John Delury is an American East Asia scholar, with special interests in the history of China, U.S.-China relations and Korean peninsula affairs. He is professor of history at Yonsei University in Seoul.

==Background and education==
Delury trained at Yale University, receiving a B.A. (1997), M.A. (2003) and a Ph.D. in 2007, with all degrees in history. He is Professor of Chinese Studies at Yonsei University Graduate School of International Studies in Seoul, South Korea. He had previously taught at Brown University, Columbia University and Peking University. He was the associate director of the Asia Society Center on U.S.-Chinese relations. He is the author of Agents of Subversion: The Fate of John T. Downey and the CIA's Covert War in China (Cornell, 2022) and co-author, with Orville Schell, of Wealth and Power: China's Long March to the Twenty-first Century (Random House, 2013). He is a frequent contributor to multiple journals and newspapers, including Foreign Affairs, Foreign Policy, Global Asia, 38 North. and The New York Times.

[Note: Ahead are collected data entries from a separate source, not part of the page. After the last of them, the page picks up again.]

// Copyright (C) 2026 Fred Clausen
// Use of this source code is governed by an MIT-style
// license that can be found in the LICENSE file or at
// https://opensource.org/licenses/MIT.

/// Errors produced by the stage file store.
#[derive(Debug, Clone, PartialEq, Eq)]
pub enum FileStoreError {
    /// An underlying filesystem operation failed.
    Io {
        /// The path the operation was targeting.
        path: String,
        /// The operating system error text.
        message: String,
    },
    /// The file exceeds the per-file size limit.
    TooLarge {
        /// The offending file name.
        name: String,
        /// Actual size in bytes.
        size: usize,
        /// The configured limit in bytes.
        max: usize,
    },
    /// The file name is empty after sanitization.
    EmptyFileName,
}

impl FileStoreError {
    pub(crate) fn io(path: &std::path::Path, err: &std::io::Error) -> Self {
        Self::Io {
            path: path.display().to_string(),
            message: err.to_string(),
        }
    }
}

impl std::fmt::Display for FileStoreError {
    fn fmt(&self, f: &mut std::fmt::Formatter<'_>) -> std::fmt::Result {
        match self {
            Self::Io { path, message } => {
                write!(f, "filesystem error at {path}: {message}")
            }
            Self::TooLarge { name, size, max } => {
                write!(f, "file {name} is {size} bytes, limit is {max}")
            }
            Self::EmptyFileName => {
                write!(f, "file name is empty after sanitization")
            }
        }
    }
}

impl std::error::Error for FileStoreError {}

His career as a historian took a self-described detour when he visited South Korea for the first time in 2006 to meet his wife's family. His area of interest had been limited to modern Chinese history. After further visits to Korea, he joined the Yonsei faculty in 2010 and made Seoul his home base. His academic interests have since broadened to include Korean peninsula studies, North and South; he has visited North Korea four times. He feels that his new interest in Korean affairs has broadened his views on China as well as U.S.-China relations.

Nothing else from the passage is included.